What I love most is that transcripts and translations are provided with most of the recordings. Putting meaning, sound, and visual together at once makes for a more engaging experience. Of course, that’s not exactly the best trait in something meant to put me to sleep!
Yeah, okay, starting this up against might be a New Year’s resolution type thing. Just a little. :D
The last couple months of 2015 really knocked me on my ass. I’ll be posting about it a bit, but I also don’t want to dwell too much. My goal right now is to build up a new routine, for my somewhat-new life, that lets me get back to what I love while also…you know…eating.
At the moment, that means engaging with life as usual at home. With a couple light storms behind us and a big one coming this week, priority one was disking the property. Not my department personally–Mum’s run the tractor around nearly all the areas. The exciting thing about that, though, is it also means the fields will be ready for planting soon.
I planted daffodil bulbs today, but I’ve still got the second half to put in another spot. We’re trying to get up some money to order wildflower seeds for the main field. Last year’s sunflowers were something of a disappointment, so I’m keen to give something else a chance. The small front field is going to get squash and vegetables again. The real challenge: finding more tactics to use against the recurring pest problems. Bloody gophers and ground squirrels, eating my pumpkins!

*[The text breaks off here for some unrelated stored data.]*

use crate::common::{kinds, p, route, route_token};
use panelkit_core::{Bore, MachiningOperation, Point, Token, ToolSpec};
use panelkit_machining::{accumulate, TokenAccumulator};

fn triangle(tool: &str, origin: Point) -> Vec<Token> {
    let a = origin;
    let b = p(origin.x + 100.0, origin.y);
    let c = p(origin.x + 50.0, origin.y + 80.0);
    vec![
        Token::Route(route(tool, a, b)),
        Token::Route(route(tool, b, c)),
        Token::Route(route(tool, c, a)),
    ]
}

#[test]
fn test_closed_triangle_gets_set_mill() {
    let ops = accumulate(triangle("A", p(0.0, 0.0))).unwrap();
    assert_eq!(kinds(&ops), ["SetMill", "Route", "Route", "Route"]);

    let MachiningOperation::SetMill(set_mill) = &ops[0] else {
        panic!("expected a SetMill marker");
    };
    let first = ops[1].as_route().unwrap();
    assert_eq!(set_mill.start, first.start);
    assert_eq!(set_mill.tool_name, first.tool_name);
    assert_eq!(set_mill.start_depth, first.start_depth);
    assert_eq!(set_mill.offset, first.offset);
    assert_eq!(set_mill.sequence_number, first.sequence_number);
    assert_eq!(set_mill.number_of_passes, first.number_of_passes);
}

#[test]
fn test_two_closed_triangles_with_different_tools() {
    let mut tokens = triangle("A", p(0.0, 0.0));
    tokens.extend(triangle("B", p(0.0, 0.0)));
    let ops = accumulate(tokens).unwrap();

    assert_eq!(
        kinds(&ops),
        ["SetMill", "Route", "Route", "Route", "SetMill", "Route", "Route", "Route"]
    );
    let MachiningOperation::SetMill(second) = &ops[4] else {
        panic!("expected a SetMill marker");
    };
    assert_eq!(second.tool_name, "B");
}

#[test]
fn test_open_chain_has_no_marker() {
    let ops = accumulate([
        route_token(p(0.0, 0.0), p(10.0, 0.0)),
        route_token(p(10.0, 0.0), p(10.0, 10.0)),
    ])
    .unwrap();
    assert_eq!(kinds(&ops), ["Route", "Route"]);
}

#[test]
fn test_gap_starts_new_chain() {
    let ops = accumulate([
        route_token(p(0.0, 0.0), p(10.0, 0.0)),
        route_token(p(20.0, 0.0), p(30.0, 0.0)),
        route_token(p(30.0, 0.0), p(20.0, 0.0)),
    ])
    .unwrap();
    assert_eq!(kinds(&ops), ["Route", "SetMill", "Route", "Route"]);
}

#[test]
fn test_pass_through_operations_keep_order() {
    let bore = |x: f64| {
        Token::Bore(Bore {
            tool: ToolSpec::Diameter(8.0),
            position: p(x, 10.0),
            depth: -12.0,
            sequence_number: 0,
            number_of_passes: 0,
        })
    };
    let ops = accumulate([bore(1.0), route_token(p(0.0, 0.0), p(5.0, 0.0)), bore(2.0)]).unwrap();
    assert_eq!(kinds(&ops), ["Bore", "Route", "Bore"]);
}

#[test]
fn test_mid_stream_retrieval_does_not_reopen_chain() {
    let mut accumulator = TokenAccumulator::new();
    accumulator
        .extend([
            route_token(p(0.0, 0.0), p(10.0, 0.0)),
            route_token(p(10.0, 0.0), p(10.0, 10.0)),
        ])
        .unwrap();
    let snapshot = accumulator.get_machining_operations().unwrap();
    assert_eq!(snapshot.len(), 2);

    accumulator
        .add_token(route_token(p(10.0, 10.0), p(0.0, 0.0)))
        .unwrap();
    let ops = accumulator.finish().unwrap();
    assert_eq!(kinds(&ops), ["Route", "Route", "Route"]);
}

Though the rain has brought up green everywhere, it’s also been very cold. It’s still solidly winter. My gardening plans are a little bit wishful thinking and a little bit groundwork for later. Being busy feels good, though, after a couple months dominated by anxious waiting.
The Brewer’s and Red-Winged blackbirds have been out in force. As are the two sparrow groups I haven’t identified confidently yet. They all like to pick through the horses’ grain, so the winter scarcity hasn’t deterred them. The collared doves have been less active than usual; I hadn’t noticed at first that they haven’t been wandering around noisily. I’m still waiting for the grackles to return. I’ve seen a few in the past couple months, but no regular presence.

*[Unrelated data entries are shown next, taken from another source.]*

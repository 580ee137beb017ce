//! Configuration and settings management for PanelKit
//!
//! Provides configuration file handling and validation.
//! Supports JSON and TOML file formats, by file extension.
//!
//! Configuration is organized into logical sections:
//! - Tolerances (point equality, parallel detection, minimum segment length)
//! - Logging (level filter, JSON output)
//! - Output (pretty-printed operation lists)

use crate::error::{ConfigError, SettingsError, SettingsResult};
use panelkit_core::Tolerances;
use serde::{Deserialize, Serialize};
use std::path::{Path, PathBuf};

/// Logging preferences
#[derive(Debug, Clone, PartialEq, Eq, Serialize, Deserialize)]
#[serde(default)]
pub struct LoggingSettings {
    /// Default filter, a level or `RUST_LOG`-style directives, overridden by `RUST_LOG`
    pub level: String,
    /// Emit JSON lines instead of human-readable output
    pub json: bool,
}

impl Default for LoggingSettings {
    fn default() -> Self {
        Self {
            level: "info".to_string(),
            json: false,
        }
    }
}

/// Output preferences
#[derive(Debug, Clone, Default, PartialEq, Eq, Serialize, Deserialize)]
#[serde(default)]
pub struct OutputSettings {
    /// Indent the emitted operation list
    pub pretty: bool,
}

/// Complete application configuration
///
/// Aggregates all settings sections and provides file I/O operations.
#[derive(Debug, Clone, Default, PartialEq, Serialize, Deserialize)]
#[serde(default)]
pub struct Config {
    /// Sequencing tolerances
    pub tolerances: Tolerances,
    /// Logging preferences
    pub logging: LoggingSettings,
    /// Output preferences
    pub output: OutputSettings,
}

enum Format {
    Json,
    Toml,
}

fn format_of(path: &Path) -> SettingsResult<Format> {
    match path.extension().and_then(|ext| ext.to_str()) {
        Some("json") => Ok(Format::Json),
        Some("toml") => Ok(Format::Toml),
        other => Err(ConfigError::UnsupportedFormat(other.unwrap_or("").to_string()).into()),
    }
}

impl Config {
    /// Create new config with defaults
    pub fn new() -> Self {
        Self::default()
    }

    /// Load config from file (JSON or TOML)
    pub fn load_from_file(path: &Path) -> SettingsResult<Self> {
        let format = format_of(path)?;
        let content = std::fs::read_to_string(path)?;

        let config: Self = match format {
            Format::Json => serde_json::from_str(&content)?,
            Format::Toml => toml::from_str(&content)?,
        };

        config.validate()?;
        tracing::debug!("Loaded configuration from {}", path.display());
        Ok(config)
    }

    /// Load `path` when given, else the default config file when it exists,
    /// else the built-in defaults.
    pub fn load_or_default(path: Option<&Path>) -> SettingsResult<Self> {
        if let Some(path) = path {
            return Self::load_from_file(path);
        }

        match default_config_path() {
            Ok(path) if path.exists() => Self::load_from_file(&path),
            _ => Ok(Self::default()),
        }
    }

    /// Save config to file (JSON or TOML)
    pub fn save_to_file(&self, path: &Path) -> SettingsResult<()> {
        self.validate()?;

        let content = match format_of(path)? {
            Format::Json => serde_json::to_string_pretty(self)?,
            Format::Toml => toml::to_string_pretty(self)?,
        };

        if let Some(parent) = path.parent() {
            if !parent.as_os_str().is_empty() {
                std::fs::create_dir_all(parent)?;
            }
        }
        std::fs::write(path, content)?;
        Ok(())
    }

    /// Validate configuration
    pub fn validate(&self) -> Result<(), ConfigError> {
        let tolerances = [
            ("tolerances.point_tolerance", self.tolerances.point_tolerance),
            ("tolerances.parallel_tolerance", self.tolerances.parallel_tolerance),
            ("tolerances.length_tolerance", self.tolerances.length_tolerance),
        ];
        for (key, value) in tolerances {
            if !value.is_finite() || value < 0.0 {
                return Err(ConfigError::ValueOutOfRange {
                    key: key.to_string(),
                    value: value.to_string(),
                });
            }
        }

        // Every pair of directions would count as parallel.
        if self.tolerances.parallel_tolerance >= 1.0 {
            return Err(ConfigError::ValueOutOfRange {
                key: "tolerances.parallel_tolerance".to_string(),
                value: self.tolerances.parallel_tolerance.to_string(),
            });
        }

        if tracing_subscriber::EnvFilter::try_new(&self.logging.level).is_err() {
            return Err(ConfigError::InvalidLogFilter(self.logging.level.clone()));
        }

        Ok(())
    }

    /// Merge another config into this one (sections left at their defaults
    /// in `other` keep their current values)
    pub fn merge(&mut self, other: &Config) {
        if other.tolerances != Tolerances::default() {
            self.tolerances = other.tolerances;
        }
        if other.logging != LoggingSettings::default() {
            self.logging = other.logging.clone();
        }
        if other.output != OutputSettings::default() {
            self.output = other.output.clone();
        }
    }
}

/// `<config dir>/panelkit/config.toml` for the current platform.
pub fn default_config_path() -> SettingsResult<PathBuf> {
    dirs::config_dir()
        .map(|dir| dir.join("panelkit").join("config.toml"))
        .ok_or_else(|| {
            SettingsError::ConfigDirectory("platform has no configuration directory".to_string())
        })
}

In the wee hours between January 3rd and 4th, the Quadrantid meteor shower will peak. Between a storm building up cloud cover and an early morning Monday, I may not be able to actually watch this. This live feed might be a good alternative, though, since it’s both elsewhere and earlier. Yay for remote viewing options!
The Quadrantids are delightfully weird. They’re named for a constellation that is no longer recognized. The stars still exist, of course. Essentially, we stopped telling that story and started telling a different one. The Quadrantids, blazing across a space that used to have a formal name, are astronomical relics of a story that got lost.

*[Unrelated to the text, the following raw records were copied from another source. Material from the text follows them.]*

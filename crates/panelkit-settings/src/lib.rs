//! PanelKit Settings Crate
//!
//! Handles configuration files: numeric tolerances for sequencing, logging
//! and output preferences.

pub mod config;
pub mod error;

pub use config::{default_config_path, Config, LoggingSettings, OutputSettings};
pub use error::{ConfigError, SettingsError, SettingsResult};
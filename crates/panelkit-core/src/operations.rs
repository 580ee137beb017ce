//! Finalised machining operations handed to a G-code backend.

use crate::error::SequenceError;
use crate::geometry::Point;
use crate::tokens::{
    Arc, ArcDirection, Bore, CircularPocket, FreePocketArcSegment, FreePocketSegment, MultiBore,
    Offset, OutlineSegment, Pocket, Route, Token,
};
use serde::{Deserialize, Serialize};

/// Marker placed before a closed same-tool chain so the backend re-establishes
/// tool and offset state at the contour start.
#[derive(Debug, Clone, PartialEq, Serialize, Deserialize)]
pub struct SetMill {
    pub tool_name: String,
    pub start: Point,
    pub start_depth: f64,
    pub offset: Offset,
    pub sequence_number: u32,
    pub number_of_passes: u32,
    pub feed_speed: f64,
    pub spindle_speed: f64,
}

impl SetMill {
    /// Copy the entry state of a chain's first segment.
    pub fn from_segment(segment: &dyn SequenceSegment) -> Self {
        Self {
            tool_name: segment.tool_name().to_string(),
            start: segment.start(),
            start_depth: segment.start_depth(),
            offset: segment.offset(),
            sequence_number: segment.sequence_number(),
            number_of_passes: segment.number_of_passes(),
            feed_speed: segment.feed_speed(),
            spindle_speed: segment.spindle_speed(),
        }
    }
}

/// Arc joining two filleted outline segments.
#[derive(Debug, Clone, PartialEq, Serialize, Deserialize)]
pub struct ArcOutlineSegment {
    pub tool_name: String,
    pub start: Point,
    pub end: Point,
    pub radius: f64,
    pub center: Point,
    pub direction: ArcDirection,
    pub start_depth: f64,
    pub end_depth: f64,
    pub sequence_number: u32,
    pub number_of_passes: u32,
    pub feed_speed: f64,
    pub spindle_speed: f64,
}

/// The attribute set shared by every segment that can take part in a
/// connected tool path.
pub trait SequenceSegment {
    fn tool_name(&self) -> &str;
    fn start(&self) -> Point;
    fn end(&self) -> Point;
    fn start_depth(&self) -> f64;
    fn end_depth(&self) -> f64;
    /// Outline geometry has no compensation and reports [`Offset::None`].
    fn offset(&self) -> Offset;
    fn sequence_number(&self) -> u32;
    fn number_of_passes(&self) -> u32;
    fn feed_speed(&self) -> f64;
    fn spindle_speed(&self) -> f64;
}

macro_rules! impl_sequence_segment {
    ($ty:ty, |$s:ident| $offset:expr) => {
        impl SequenceSegment for $ty {
            fn tool_name(&self) -> &str {
                &self.tool_name
            }
            fn start(&self) -> Point {
                self.start
            }
            fn end(&self) -> Point {
                self.end
            }
            fn start_depth(&self) -> f64 {
                self.start_depth
            }
            fn end_depth(&self) -> f64 {
                self.end_depth
            }
            fn offset(&self) -> Offset {
                let $s = self;
                $offset
            }
            fn sequence_number(&self) -> u32 {
                self.sequence_number
            }
            fn number_of_passes(&self) -> u32 {
                self.number_of_passes
            }
            fn feed_speed(&self) -> f64 {
                self.feed_speed
            }
            fn spindle_speed(&self) -> f64 {
                self.spindle_speed
            }
        }
    };
}

impl_sequence_segment!(Route, |s| s.offset);
impl_sequence_segment!(Arc, |s| s.offset);
impl_sequence_segment!(OutlineSegment, |_s| Offset::None);
impl_sequence_segment!(ArcOutlineSegment, |_s| Offset::None);

/// One entry of the finalised operation list.
#[derive(Debug, Clone, PartialEq, Serialize, Deserialize)]
#[serde(tag = "kind", rename_all = "snake_case")]
pub enum MachiningOperation {
    SetMill(SetMill),
    Route(Route),
    Arc(Arc),
    OutlineSegment(OutlineSegment),
    ArcOutlineSegment(ArcOutlineSegment),
    Bore(Bore),
    MultiBore(MultiBore),
    Pocket(Pocket),
    CircularPocket(CircularPocket),
    FreePocketSegment(FreePocketSegment),
    FreePocketArcSegment(FreePocketArcSegment),
}

impl MachiningOperation {
    /// Variant name, for diagnostics.
    pub fn kind(&self) -> &'static str {
        match self {
            Self::SetMill(_) => "SetMill",
            Self::Route(_) => "Route",
            Self::Arc(_) => "Arc",
            Self::OutlineSegment(_) => "OutlineSegment",
            Self::ArcOutlineSegment(_) => "ArcOutlineSegment",
            Self::Bore(_) => "Bore",
            Self::MultiBore(_) => "MultiBore",
            Self::Pocket(_) => "Pocket",
            Self::CircularPocket(_) => "CircularPocket",
            Self::FreePocketSegment(_) => "FreePocketSegment",
            Self::FreePocketArcSegment(_) => "FreePocketArcSegment",
        }
    }

    /// The connected-path view of this operation, if it has one.
    pub fn as_segment(&self) -> Option<&dyn SequenceSegment> {
        match self {
            Self::Route(route) => Some(route),
            Self::Arc(arc) => Some(arc),
            Self::OutlineSegment(segment) => Some(segment),
            Self::ArcOutlineSegment(arc) => Some(arc),
            _ => None,
        }
    }

    pub fn as_route(&self) -> Option<&Route> {
        match self {
            Self::Route(route) => Some(route),
            _ => None,
        }
    }

    pub fn is_set_mill(&self) -> bool {
        matches!(self, Self::SetMill(_))
    }
}

impl TryFrom<Token> for MachiningOperation {
    type Error = SequenceError;

    /// Modifiers and composite shapes are not operations in their own right.
    fn try_from(token: Token) -> Result<Self, Self::Error> {
        match token {
            Token::Route(route) => Ok(Self::Route(route)),
            Token::OutlineSegment(segment) => Ok(Self::OutlineSegment(segment)),
            Token::Arc(arc) => Ok(Self::Arc(arc)),
            Token::Bore(bore) => Ok(Self::Bore(bore)),
            Token::MultiBore(bore) => Ok(Self::MultiBore(bore)),
            Token::Pocket(pocket) => Ok(Self::Pocket(pocket)),
            Token::CircularPocket(pocket) => Ok(Self::CircularPocket(pocket)),
            Token::FreePocketSegment(segment) => Ok(Self::FreePocketSegment(segment)),
            Token::FreePocketArcSegment(segment) => Ok(Self::FreePocketArcSegment(segment)),
            other @ (Token::Fillet(_) | Token::Rectangle(_)) => {
                Err(SequenceError::UnexpectedToken { kind: other.kind() })
            }
        }
    }
}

During my sunrise time search for New Year’s, I stumbled on this description of a perihelion. Today, Earth is at its closest point to the Sun. It’s a separate issue from day length and season: distance instead of tilt. I had probably heard the term before; I forgot.
Upon relearning it, a corner of my brain started waxing lyrical about elliptical orbits. Drifting away, then circling back in again. It’s an idea I like. I’m the sort who will focus intense attention on something for a while, then wander off to think about something else. What makes it different from just losing interest is how I often swing back around to that thing again.
Video games, half played in a few days, will get picked up for round two months, even years, later. Hobbies learned and abandoned catch my interest again, and all the carefully packed-away supplies are broken out. Ideas percolate slowly. Interests wax and wane (to drift with my astronomical metaphors slightly).
How do you recognize the difference between a permanent loss of interest and a temporary one? What things have you drifted away from? What things have you refound? What other old interests might still be waiting, getting closer to the light again as time goes by?